The new technique, called 'glucose chemical exchange saturation transfer' (glucoCEST), is based on the fact that tumors consume much more glucose (a type of sugar) than normal, healthy tissues in order to sustain their growth.
The researchers found that sensitizing an MRI scanner to glucose uptake caused tumors to appear as bright images on MRI scans of mice.
Lead researcher Dr Simon Walker-Samuel, from the UCL Centre for Advanced Biomedical Imaging (CABI) said: "GlucoCEST uses radio waves to magnetically label glucose in the body. This can then be detected in tumors using conventional MRI techniques. The method uses an injection of normal sugar and could offer a cheap, safe alternative to existing methods for detecting tumors, which require the injection of radioactive material." Professor Mark Lythgoe, Director of CABI and a senior author on the study, said: "We can detect cancer using the same sugar content found in half a standard sized chocolate bar. Our research reveals a useful and cost-effective method for imaging cancers using MRI – a standard imaging technology available in many large hospitals."
He continued: "In the future, patients could potentially be scanned in local hospitals, rather than being referred to specialist medical centers." The study is published in the journal Nature Medicine and trials are now underway to detect glucose in human cancers.

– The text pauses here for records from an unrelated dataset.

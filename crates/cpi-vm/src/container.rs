//! VMs backed by containers
//!
//! The engine binds volumes only at creation time, so attaching or detaching
//! a disk rebuilds the container:
//!
//! 1. inspect the live container and locate the disk
//! 2. change the bind list (and node affinity) of the captured spec
//! 3. remove the old container
//! 4. create its successor under the same name, connect the remaining
//!    networks and start it
//!
//! Between steps 3 and 4 the VM does not exist. A failure there is reported
//! as [`CpiError::PartialRecreate`] and never retried here.

use async_trait::async_trait;
use cpi_spec::{paths, DiskHint, DiskId, VmId};
use std::sync::Arc;
use std::time::Duration;
use tracing::instrument;

use crate::agent_env::{AgentEnvService, FsAgentEnvService};
use crate::disk::Disk;
use crate::engine::{ContainerSpec, Engine};
use crate::error::{CpiError, Phase, Result};
use crate::files::FileService;
use crate::init_system::InitSystem;
use crate::locator::VolumeLocator;
use crate::network::split_endpoints;

/// Kill attempts before giving up
pub const KILL_ATTEMPTS: u32 = 20;

/// Delay between kill attempts
pub const KILL_RETRY_DELAY: Duration = Duration::from_millis(500);

/// Environment marker pinning a container to a node
pub const NODE_CONSTRAINT_PREFIX: &str = "constraint:node==";

const KILL_SIGNAL: &str = "KILL";

/// Group owning the agent's DNS records
const VCAP_GROUP: &str = "vcap";

/// A VM as seen by the director
#[async_trait]
pub trait Vm: Send + Sync {
    fn id(&self) -> &VmId;

    async fn exists(&self) -> Result<bool>;

    /// Remove the VM and its ephemeral disk. Safe on a VM that is already
    /// partly or entirely gone.
    async fn delete(&self) -> Result<()>;

    /// Bind `disk` into the VM, returning its mount path.
    ///
    /// # Errors
    ///
    /// Returns [`CpiError::VmNotFound`] or [`CpiError::DiskNotFound`] before
    /// anything is changed, and [`CpiError::PartialRecreate`] if the
    /// container was removed but its successor could not be started.
    async fn attach_disk(&self, disk: &dyn Disk) -> Result<DiskHint>;

    async fn detach_disk(&self, disk: &dyn Disk) -> Result<()>;
}

/// How a recreate changes the bind list
#[derive(Debug, Clone, Copy)]
enum BindChange<'a> {
    Attach { path: &'a str },
    Detach,
}

/// Add or remove the bind for `disk`. At most one bind per disk survives.
fn apply_bind_change(binds: &mut Vec<String>, disk: &DiskId, change: BindChange<'_>) -> Result<()> {
    let prefix = format!("{disk}:");
    let existing = binds.iter().position(|bind| bind.starts_with(&prefix));

    match change {
        BindChange::Attach { path } => {
            if path.is_empty() {
                return Err(CpiError::Validation(format!(
                    "Mount path for disk '{disk}' must not be empty"
                )));
            }
            let entry = format!("{disk}:{path}");
            match existing {
                Some(index) => binds[index] = entry,
                None => binds.push(entry),
            }
        }
        BindChange::Detach => {
            if let Some(index) = existing {
                binds.remove(index);
            }
        }
    }
    Ok(())
}

/// Replace any node constraint with one for `node`.
fn set_affinity(env: &mut Vec<String>, node: &str) {
    env.retain(|entry| !entry.starts_with(NODE_CONSTRAINT_PREFIX));
    env.push(format!("{NODE_CONSTRAINT_PREFIX}{node}"));
}

/// Agent state that lives only in the container's writable layer
#[derive(Debug, Default)]
struct PreservedState {
    update_settings: Option<Vec<u8>>,
    dns_records: Option<Vec<u8>>,
}

/// Container-backed [`Vm`]
pub struct Container {
    id: VmId,
    engine: Arc<dyn Engine>,
    files: FileService,
    agent_env: Arc<dyn AgentEnvService>,
    locator: VolumeLocator,
}

impl std::fmt::Debug for Container {
    fn fmt(&self, f: &mut std::fmt::Formatter<'_>) -> std::fmt::Result {
        f.debug_struct("Container")
            .field("id", &self.id)
            .finish_non_exhaustive()
    }
}

impl Container {
    /// Handle keeping the agent environment in the VM's filesystem.
    pub fn new(id: VmId, engine: Arc<dyn Engine>) -> Self {
        let files = FileService::new(engine.clone(), id.clone());
        let agent_env = Arc::new(FsAgentEnvService::new(files.clone()));
        Self::with_agent_env(id, engine, agent_env)
    }

    pub fn with_agent_env(
        id: VmId,
        engine: Arc<dyn Engine>,
        agent_env: Arc<dyn AgentEnvService>,
    ) -> Self {
        Self {
            files: FileService::new(engine.clone(), id.clone()),
            locator: VolumeLocator::new(engine.clone()),
            id,
            engine,
            agent_env,
        }
    }

    pub fn agent_env(&self) -> &Arc<dyn AgentEnvService> {
        &self.agent_env
    }

    async fn ensure_exists(&self) -> Result<()> {
        if self.exists().await? {
            Ok(())
        } else {
            Err(CpiError::VmNotFound(self.id.clone()))
        }
    }

    /// Kill the container, retrying transient failures. A container that
    /// is not running counts as killed.
    async fn kill_with_retry(&self) -> Result<()> {
        let mut attempt = 1;
        loop {
            match self.engine.kill_container(self.id.as_str(), KILL_SIGNAL).await {
                Ok(()) => return Ok(()),
                Err(e) if e.is_not_running() || e.is_not_found() => return Ok(()),
                Err(e) if attempt >= KILL_ATTEMPTS => {
                    return Err(CpiError::engine(Phase::KillContainer)(e));
                }
                Err(e) => {
                    tracing::debug!(vm = %self.id, attempt, error = %e, "kill failed, retrying");
                    attempt += 1;
                    tokio::time::sleep(KILL_RETRY_DELAY).await;
                }
            }
        }
    }

    /// Kill and remove the container, leaving its volumes alone.
    async fn remove_container(&self) -> Result<()> {
        if !self.exists().await? {
            return Ok(());
        }
        self.kill_with_retry().await?;

        match self.engine.remove_container(self.id.as_str(), true).await {
            Ok(()) => Ok(()),
            Err(e) if e.is_not_found() => Ok(()),
            Err(e) if e.is_rootfs_busy() => {
                tracing::warn!(vm = %self.id, error = %e, "root filesystem busy, engine will reclaim it");
                Ok(())
            }
            Err(e) => Err(CpiError::engine(Phase::RemoveContainer)(e)),
        }
    }

    async fn preserve_state(&self) -> PreservedState {
        PreservedState {
            update_settings: self.download_optional(paths::UPDATE_SETTINGS).await,
            dns_records: self.download_optional(paths::DNS_RECORDS).await,
        }
    }

    async fn download_optional(&self, path: &str) -> Option<Vec<u8>> {
        match self.files.download(path).await {
            Ok(contents) if !contents.is_empty() => Some(contents),
            Ok(_) => None,
            Err(CpiError::FileNotFound(_)) => None,
            Err(e) => {
                tracing::warn!(vm = %self.id, path, error = %e, "unable to preserve file, skipping");
                None
            }
        }
    }

    /// Put preserved files back. The agent regenerates both, so failures
    /// only warn.
    async fn restore_state(&self, state: PreservedState) {
        if let Some(contents) = state.update_settings {
            if let Err(e) = self.files.upload(paths::UPDATE_SETTINGS, &contents).await {
                tracing::warn!(vm = %self.id, path = paths::UPDATE_SETTINGS, error = %e, "failed to restore file");
            }
        }

        if let Some(contents) = state.dns_records {
            if let Err(e) = self.restore_dns_records(&contents).await {
                tracing::warn!(vm = %self.id, path = paths::DNS_RECORDS, error = %e, "failed to restore file");
            }
        }
    }

    async fn restore_dns_records(&self, contents: &[u8]) -> Result<()> {
        let dir = paths::DNS_RECORDS
            .rsplit_once('/')
            .map_or("/", |(dir, _)| dir);
        let owner = format!("root:{VCAP_GROUP}");

        self.files.exec(&["mkdir", "-p", dir]).await?;
        self.files.exec(&["chown", owner.as_str(), dir]).await?;
        self.files.upload(paths::DNS_RECORDS, contents).await?;
        self.files.exec(&["chgrp", VCAP_GROUP, paths::DNS_RECORDS]).await
    }

    /// Rebuild the container with the bind for `disk` changed.
    async fn recreate(&self, disk: &DiskId, change: BindChange<'_>) -> Result<()> {
        let mut spec = self
            .engine
            .inspect_container(self.id.as_str())
            .await
            .map_err(|e| {
                if e.is_not_found() {
                    CpiError::VmNotFound(self.id.clone())
                } else {
                    CpiError::engine(Phase::InspectContainer)(e)
                }
            })?;

        let location = self.locator.require(disk).await?;
        if let Some(node) = location.node() {
            set_affinity(spec.env_mut(), node);
        }
        apply_bind_change(spec.binds_mut(), disk, change)?;

        self.remove_container().await?;

        if let Err(source) = self.rebuild(spec).await {
            tracing::error!(vm = %self.id, error = %source, "recreate failed after removing the previous container");
            if let Err(e) = self.engine.remove_container(self.id.as_str(), true).await {
                if !e.is_not_found() {
                    tracing::warn!(vm = %self.id, error = %e, "failed to remove half-built container");
                }
            }
            return Err(CpiError::PartialRecreate {
                vm: self.id.clone(),
                phase: source.phase().unwrap_or(Phase::CreateContainer),
                source: Box::new(source),
            });
        }
        Ok(())
    }

    #[instrument(skip(self, spec), fields(otel.name = "container.recreate", vm = %self.id))]
    async fn rebuild(&self, mut spec: ContainerSpec) -> Result<()> {
        let split = split_endpoints(std::mem::take(&mut spec.endpoints));
        spec.endpoints = split.primary;

        self.engine
            .create_container(Some(self.id.as_str()), &spec)
            .await
            .map_err(CpiError::engine(Phase::CreateContainer))?;

        for (network, endpoint) in &split.additional {
            self.engine
                .connect_network(network, self.id.as_str(), endpoint)
                .await
                .map_err(CpiError::engine(Phase::ConnectNetwork))?;
        }

        self.engine
            .start_container(self.id.as_str())
            .await
            .map_err(CpiError::engine(Phase::StartContainer))?;

        if spec.config.entrypoint == InitSystem::Systemd.entrypoint() {
            if let Some(cmd) = InitSystem::Systemd.post_start() {
                if let Err(e) = self.files.exec(&cmd).await {
                    tracing::warn!(vm = %self.id, error = %e, "post-start command failed");
                }
            }
        }
        Ok(())
    }
}

#[async_trait]
impl Vm for Container {
    fn id(&self) -> &VmId {
        &self.id
    }

    async fn exists(&self) -> Result<bool> {
        match self.engine.inspect_container(self.id.as_str()).await {
            Ok(_) => Ok(true),
            Err(e) if e.is_not_found() => Ok(false),
            Err(e) => Err(CpiError::engine(Phase::InspectContainer)(e)),
        }
    }

    #[instrument(skip(self), fields(otel.name = "container.delete", vm = %self.id))]
    async fn delete(&self) -> Result<()> {
        self.remove_container().await?;

        let ephemeral = self.id.ephemeral_disk_id();
        match self.engine.remove_volume(ephemeral.as_str(), true).await {
            Ok(()) => {}
            Err(e) if e.is_not_found() => {}
            Err(e) => return Err(CpiError::engine(Phase::RemoveEphemeralVolume)(e)),
        }
        tracing::info!("deleted VM");
        Ok(())
    }

    #[instrument(skip(self, disk), fields(otel.name = "container.attach_disk", vm = %self.id, disk = %disk.id()))]
    async fn attach_disk(&self, disk: &dyn Disk) -> Result<DiskHint> {
        let disk_id = disk.id();
        if disk_id.is_ephemeral() {
            return Err(CpiError::Validation(format!(
                "Ephemeral disk '{disk_id}' cannot be attached"
            )));
        }

        self.ensure_exists().await?;
        let mut env = self.agent_env.fetch().await?;
        let preserved = self.preserve_state().await;

        let hint = DiskHint::for_disk(disk_id);
        env.attach_persistent_disk(disk_id, hint.clone());

        self.recreate(disk_id, BindChange::Attach { path: hint.path() })
            .await?;
        self.agent_env.update(&env).await?;
        self.restore_state(preserved).await;

        tracing::info!(hint = %hint, "attached disk");
        Ok(hint)
    }

    #[instrument(skip(self, disk), fields(otel.name = "container.detach_disk", vm = %self.id, disk = %disk.id()))]
    async fn detach_disk(&self, disk: &dyn Disk) -> Result<()> {
        let disk_id = disk.id();
        if disk_id.is_ephemeral() {
            return Err(CpiError::Validation(format!(
                "Ephemeral disk '{disk_id}' cannot be detached"
            )));
        }

        self.ensure_exists().await?;
        let mut env = self.agent_env.fetch().await?;
        let preserved = self.preserve_state().await;

        if !env.detach_persistent_disk(disk_id) {
            tracing::debug!("disk not listed in agent env");
        }

        self.recreate(disk_id, BindChange::Detach).await?;
        self.agent_env.update(&env).await?;
        self.restore_state(preserved).await;

        tracing::info!("detached disk");
        Ok(())
    }
}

According to UCL's Professor Xavier Golay, another senior author on the study: "Our cross-disciplinary research could allow vulnerable patient groups such as pregnant women and young children to be scanned more regularly, without the risks associated with a dose of radiation." Dr Walker-Samuel added: "We have developed a new state-of-the-art imaging technique to visualize and map the location of tumors that will hopefully enable us to assess the efficacy of novel cancer therapies."